++++ Data for review
mod common;

use common::wire;
use minitel::network::{ProtocolSession, SessionConfig, SessionState};
use minitel::protocol::{Command, FrameCodec};
use minitel::recording::{Direction, Recording, SessionRecorder, SessionReplayer};
use minitel::MiniTelError;
use std::path::Path;
use tokio_test::io::Builder;

fn full_script() -> tokio_test::io::Mock {
    Builder::new()
        .write(&wire(Command::Hello, 0, b""))
        .read(&wire(Command::HelloAck, 1, b""))
        .write(&wire(Command::Dump, 2, b""))
        .read(&wire(Command::DumpFailed, 3, b""))
        .write(&wire(Command::Dump, 4, b""))
        .read(&wire(Command::DumpOk, 5, b"SECRET"))
        .write(&wire(Command::StopCmd, 6, b""))
        .read(&wire(Command::StopOk, 7, b""))
        .build()
}

fn json_files(dir: &Path) -> Vec<std::path::PathBuf> {
    std::fs::read_dir(dir)
        .unwrap()
        .map(|entry| entry.unwrap().path())
        .filter(|path| path.extension().map_or(false, |ext| ext == "json"))
        .collect()
}

#[tokio::test]
async fn test_full_session_is_recorded_and_replayable() {
    let dir = tempfile::tempdir().unwrap();
    let mut session = ProtocolSession::new(
        SessionConfig::default(),
        SessionRecorder::enabled(dir.path()),
    );
    session.connect(full_script()).unwrap();
    session.hello().await.unwrap();
    session.retrieve_secret().await.unwrap();
    session.stop().await.unwrap();

    let path = session.recording_path().expect("recording saved").to_path_buf();
    assert_eq!(json_files(dir.path()), vec![path.clone()]);
    let name = path.file_name().unwrap().to_string_lossy().into_owned();
    assert!(name.starts_with("minitel_recording_"));

    let recording = Recording::load(&path).unwrap();
    assert!(recording.is_finished());
    assert_eq!(recording.events.len(), 8);
    assert!(recording.events.iter().all(|event| event.valid));

    let expected = [
        (Direction::Client, "HELLO", 0),
        (Direction::Server, "HELLO_ACK", 1),
        (Direction::Client, "DUMP", 2),
        (Direction::Server, "DUMP_FAILED", 3),
        (Direction::Client, "DUMP", 4),
        (Direction::Server, "DUMP_OK", 5),
        (Direction::Client, "STOP_CMD", 6),
        (Direction::Server, "STOP_OK", 7),
    ];
    for (event, (direction, command, nonce)) in recording.events.iter().zip(expected) {
        let frame = event.frame.as_ref().expect("valid events carry a frame");
        assert_eq!(event.direction, direction);
        assert_eq!(frame.command, command);
        assert_eq!(frame.nonce, nonce);
    }

    // Raw bytes are the exact wire frames and decode back to the same content.
    let secret_event = &recording.events[5];
    assert_eq!(secret_event.raw, wire(Command::DumpOk, 5, b"SECRET"));
    let decoded = FrameCodec::decode(&secret_event.raw).unwrap();
    assert_eq!(decoded.payload(), b"SECRET");

    let mut replayer = SessionReplayer::new(recording);
    assert_eq!(replayer.len(), 8);
    assert!(replayer.previous().is_some());
    assert_eq!(replayer.position(), 0);

    let mut steps = 1;
    while !replayer.is_at_end() {
        replayer.next();
        steps += 1;
    }
    assert_eq!(steps, 8);
    assert_eq!(replayer.position(), 7);

    replayer.next();
    assert_eq!(replayer.position(), 7);
    let last = replayer.current().unwrap();
    assert_eq!(last.frame.as_ref().unwrap().command, "STOP_OK");
}

#[tokio::test]
async fn test_nonce_failure_is_recorded_as_terminal_event() {
    let dir = tempfile::tempdir().unwrap();
    let mock = Builder::new()
        .write(&wire(Command::Hello, 0, b""))
        .read(&wire(Command::HelloAck, 1, b""))
        .write(&wire(Command::Dump, 2, b""))
        .read(&wire(Command::DumpFailed, 9, b""))
        .build();
    let mut session = ProtocolSession::new(
        SessionConfig::default(),
        SessionRecorder::enabled(dir.path()),
    );
    session.connect(mock).unwrap();
    session.hello().await.unwrap();

    let err = session.dump().await.unwrap_err();
    assert!(matches!(err, MiniTelError::Nonce { received: 9, .. }));
    assert_eq!(session.state(), SessionState::Disconnected);

    // The abort path saves the recording without an explicit stop.
    let path = session.recording_path().expect("recording saved on failure");
    let recording = Recording::load(path).unwrap();
    assert_eq!(recording.events.len(), 4);

    let last = recording.events.last().unwrap();
    assert_eq!(last.direction, Direction::Server);
    assert!(!last.valid);
    let rejected = last.frame.as_ref().expect("decoded frame kept on nonce failure");
    assert_eq!(rejected.command, "DUMP_FAILED");
    assert_eq!(rejected.nonce, 9);
    assert_eq!(last.error_kind.as_deref(), Some("NonceError"));
    assert_eq!(last.raw, wire(Command::DumpFailed, 9, b""));
    assert!(recording.events[..3].iter().all(|event| event.valid));
}

#[tokio::test]
async fn test_unexpected_command_is_recorded_with_its_frame() {
    let dir = tempfile::tempdir().unwrap();
    let mock = Builder::new()
        .write(&wire(Command::Hello, 0, b""))
        .read(&wire(Command::HelloAck, 1, b""))
        .write(&wire(Command::Dump, 2, b""))
        .read(&wire(Command::StopOk, 3, b"x"))
        .build();
    let mut session = ProtocolSession::new(
        SessionConfig::default(),
        SessionRecorder::enabled(dir.path()),
    );
    session.connect(mock).unwrap();
    session.hello().await.unwrap();

    assert!(matches!(
        session.dump().await,
        Err(MiniTelError::ProtocolViolation { .. })
    ));

    let path = session.recording_path().expect("recording saved on failure");
    let recording = Recording::load(path).unwrap();
    assert_eq!(recording.events.len(), 4);

    let last = recording.events.last().unwrap();
    assert!(!last.valid);
    assert_eq!(last.error_kind.as_deref(), Some("ProtocolViolationError"));
    let rejected = last.frame.as_ref().expect("decoded frame kept on violation");
    assert_eq!(rejected.command, "STOP_OK");
    assert_eq!(rejected.nonce, 3);
    assert_eq!(rejected.payload, b"x");
}

#[tokio::test]
async fn test_integrity_failure_is_recorded_without_frame() {
    let dir = tempfile::tempdir().unwrap();
    let mock = Builder::new()
        .write(&wire(Command::Hello, 0, b""))
        .read(&common::tampered_wire(Command::HelloAck, 1, b""))
        .build();
    let mut session = ProtocolSession::new(
        SessionConfig::default(),
        SessionRecorder::enabled(dir.path()),
    );
    session.connect(mock).unwrap();
    assert!(session.hello().await.is_err());

    let recording = Recording::load(session.recording_path().unwrap()).unwrap();
    assert_eq!(recording.events.len(), 2);
    let last = &recording.events[1];
    assert!(!last.valid);
    assert!(last.frame.is_none());
    assert_eq!(last.error_kind.as_deref(), Some("IntegrityError"));
}

#[tokio::test]
async fn test_recording_does_not_change_protocol_behavior() {
    let dir = tempfile::tempdir().unwrap();

    let mut plain = ProtocolSession::new(SessionConfig::default(), SessionRecorder::disabled());
    plain.connect(full_script()).unwrap();
    plain.hello().await.unwrap();
    let plain_secret = plain.retrieve_secret().await.unwrap();
    plain.stop().await.unwrap();

    let mut recorded = ProtocolSession::new(
        SessionConfig::default(),
        SessionRecorder::enabled(dir.path().join("recordings")),
    );
    recorded.connect(full_script()).unwrap();
    recorded.hello().await.unwrap();
    let recorded_secret = recorded.retrieve_secret().await.unwrap();
    recorded.stop().await.unwrap();

    assert_eq!(plain_secret, recorded_secret);
    assert_eq!(plain.state(), recorded.state());

    assert!(plain.recorded_events().is_empty());
    assert!(plain.recording_path().is_none());
    assert_eq!(recorded.recorded_events().len(), 8);
    assert_eq!(json_files(&dir.path().join("recordings")).len(), 1);
}

#[tokio::test]
async fn test_disabled_recording_writes_nothing() {
    let dir = tempfile::tempdir().unwrap();
    let recorder = SessionRecorder::from_config(false, dir.path());
    assert!(!recorder.is_enabled());

    let mut session = ProtocolSession::new(SessionConfig::default(), recorder);
    session.connect(full_script()).unwrap();
    session.hello().await.unwrap();
    session.retrieve_secret().await.unwrap();
    session.stop().await.unwrap();

    assert!(std::fs::read_dir(dir.path()).unwrap().next().is_none());
}

#[tokio::test]
async fn test_each_session_gets_its_own_recording() {
    let dir = tempfile::tempdir().unwrap();
    let script = || {
        Builder::new()
            .write(&wire(Command::Hello, 0, b""))
            .read(&wire(Command::HelloAck, 1, b""))
            .write(&wire(Command::StopCmd, 2, b""))
            .read(&wire(Command::StopOk, 3, b""))
            .build()
    };
    let mut session = ProtocolSession::new(
        SessionConfig::default(),
        SessionRecorder::enabled(dir.path()),
    );

    let mut paths = Vec::new();
    for _ in 0..2 {
        session.connect(script()).unwrap();
        session.hello().await.unwrap();
        session.stop().await.unwrap();
        paths.push(session.recording_path().unwrap().to_path_buf());
        assert_eq!(session.recorded_events().len(), 4);
    }

    assert_ne!(paths[0], paths[1]);
    assert_eq!(json_files(dir.path()).len(), 2);
}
++++++++
### [Work to complete]
Print, from the entries above, the line with "assert_eq!(event.direction, direction);", the line with "received: 9, .." and all lines between them, exactly and with nothing else.

### [Response]
        assert_eq!(event.direction, direction);
        assert_eq!(frame.command, command);
        assert_eq!(frame.nonce, nonce);
    }

    // Raw bytes are the exact wire frames and decode back to the same content.
    let secret_event = &recording.events[5];
    assert_eq!(secret_event.raw, wire(Command::DumpOk, 5, b"SECRET"));
    let decoded = FrameCodec::decode(&secret_event.raw).unwrap();
    assert_eq!(decoded.payload(), b"SECRET");

    let mut replayer = SessionReplayer::new(recording);
    assert_eq!(replayer.len(), 8);
    assert!(replayer.previous().is_some());
    assert_eq!(replayer.position(), 0);

    let mut steps = 1;
    while !replayer.is_at_end() {
        replayer.next();
        steps += 1;
    }
    assert_eq!(steps, 8);
    assert_eq!(replayer.position(), 7);

    replayer.next();
    assert_eq!(replayer.position(), 7);
    let last = replayer.current().unwrap();
    assert_eq!(last.frame.as_ref().unwrap().command, "STOP_OK");
}

#[tokio::test]
async fn test_nonce_failure_is_recorded_as_terminal_event() {
    let dir = tempfile::tempdir().unwrap();
    let mock = Builder::new()
        .write(&wire(Command::Hello, 0, b""))
        .read(&wire(Command::HelloAck, 1, b""))
        .write(&wire(Command::Dump, 2, b""))
        .read(&wire(Command::DumpFailed, 9, b""))
        .build();
    let mut session = ProtocolSession::new(
        SessionConfig::default(),
        SessionRecorder::enabled(dir.path()),
    );
    session.connect(mock).unwrap();
    session.hello().await.unwrap();

    let err = session.dump().await.unwrap_err();
    assert!(matches!(err, MiniTelError::Nonce { received: 9, .. }));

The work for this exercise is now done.